● Directions for this task: Please repeat the records below exactly, from the first line through the line containing "#[derive(Subcommand, Debug)]", and nothing more.

Data section start

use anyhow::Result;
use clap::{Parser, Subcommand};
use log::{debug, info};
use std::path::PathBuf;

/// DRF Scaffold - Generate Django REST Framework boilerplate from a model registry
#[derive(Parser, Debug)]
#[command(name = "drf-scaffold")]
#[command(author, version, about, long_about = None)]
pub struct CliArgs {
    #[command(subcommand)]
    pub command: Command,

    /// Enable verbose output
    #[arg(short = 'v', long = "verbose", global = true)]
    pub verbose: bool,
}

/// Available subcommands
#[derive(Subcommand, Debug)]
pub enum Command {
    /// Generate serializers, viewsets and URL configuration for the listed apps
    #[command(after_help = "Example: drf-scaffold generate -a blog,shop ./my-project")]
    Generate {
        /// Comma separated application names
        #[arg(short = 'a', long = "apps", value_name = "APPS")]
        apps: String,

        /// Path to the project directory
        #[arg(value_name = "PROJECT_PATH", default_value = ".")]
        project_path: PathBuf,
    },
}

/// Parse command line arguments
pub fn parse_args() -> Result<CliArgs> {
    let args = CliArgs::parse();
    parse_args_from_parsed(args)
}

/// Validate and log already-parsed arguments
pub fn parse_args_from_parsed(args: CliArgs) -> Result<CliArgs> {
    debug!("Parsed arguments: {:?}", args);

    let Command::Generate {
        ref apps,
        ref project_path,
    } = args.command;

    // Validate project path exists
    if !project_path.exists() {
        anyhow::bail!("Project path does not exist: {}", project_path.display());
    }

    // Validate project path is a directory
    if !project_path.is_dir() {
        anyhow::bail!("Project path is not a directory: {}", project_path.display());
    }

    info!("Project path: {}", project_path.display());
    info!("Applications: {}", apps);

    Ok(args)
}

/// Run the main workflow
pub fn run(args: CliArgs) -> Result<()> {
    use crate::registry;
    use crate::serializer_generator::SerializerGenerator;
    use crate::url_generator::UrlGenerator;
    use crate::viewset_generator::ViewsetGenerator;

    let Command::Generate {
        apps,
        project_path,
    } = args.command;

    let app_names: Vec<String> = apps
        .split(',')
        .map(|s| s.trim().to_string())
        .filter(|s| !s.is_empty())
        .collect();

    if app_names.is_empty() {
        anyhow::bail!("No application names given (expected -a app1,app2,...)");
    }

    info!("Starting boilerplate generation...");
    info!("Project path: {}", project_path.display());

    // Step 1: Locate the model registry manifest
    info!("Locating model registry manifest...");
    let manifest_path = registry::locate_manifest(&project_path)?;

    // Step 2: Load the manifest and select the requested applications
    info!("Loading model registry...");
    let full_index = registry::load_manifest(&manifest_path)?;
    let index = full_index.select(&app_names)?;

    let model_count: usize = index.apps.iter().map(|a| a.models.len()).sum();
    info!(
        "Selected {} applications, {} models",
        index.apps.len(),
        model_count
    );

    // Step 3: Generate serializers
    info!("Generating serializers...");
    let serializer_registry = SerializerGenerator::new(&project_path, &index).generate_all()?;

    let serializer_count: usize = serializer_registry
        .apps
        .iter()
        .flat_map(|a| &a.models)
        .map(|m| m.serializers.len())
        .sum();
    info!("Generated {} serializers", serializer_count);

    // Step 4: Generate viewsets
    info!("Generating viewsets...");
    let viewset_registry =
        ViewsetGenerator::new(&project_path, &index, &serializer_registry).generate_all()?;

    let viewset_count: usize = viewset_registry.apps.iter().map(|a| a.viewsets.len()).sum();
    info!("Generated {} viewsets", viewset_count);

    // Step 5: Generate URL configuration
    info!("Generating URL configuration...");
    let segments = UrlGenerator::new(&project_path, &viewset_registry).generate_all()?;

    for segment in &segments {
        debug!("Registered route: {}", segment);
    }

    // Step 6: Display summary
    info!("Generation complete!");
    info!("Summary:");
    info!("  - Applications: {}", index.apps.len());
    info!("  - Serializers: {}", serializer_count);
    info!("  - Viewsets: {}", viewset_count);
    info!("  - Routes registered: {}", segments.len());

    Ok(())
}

Data section end

● Result below:
use anyhow::Result;
use clap::{Parser, Subcommand};
use log::{debug, info};
use std::path::PathBuf;

/// DRF Scaffold - Generate Django REST Framework boilerplate from a model registry
#[derive(Parser, Debug)]
#[command(name = "drf-scaffold")]
#[command(author, version, about, long_about = None)]
pub struct CliArgs {
    #[command(subcommand)]
    pub command: Command,

    /// Enable verbose output
    #[arg(short = 'v', long = "verbose", global = true)]
    pub verbose: bool,
}

/// Available subcommands
#[derive(Subcommand, Debug)]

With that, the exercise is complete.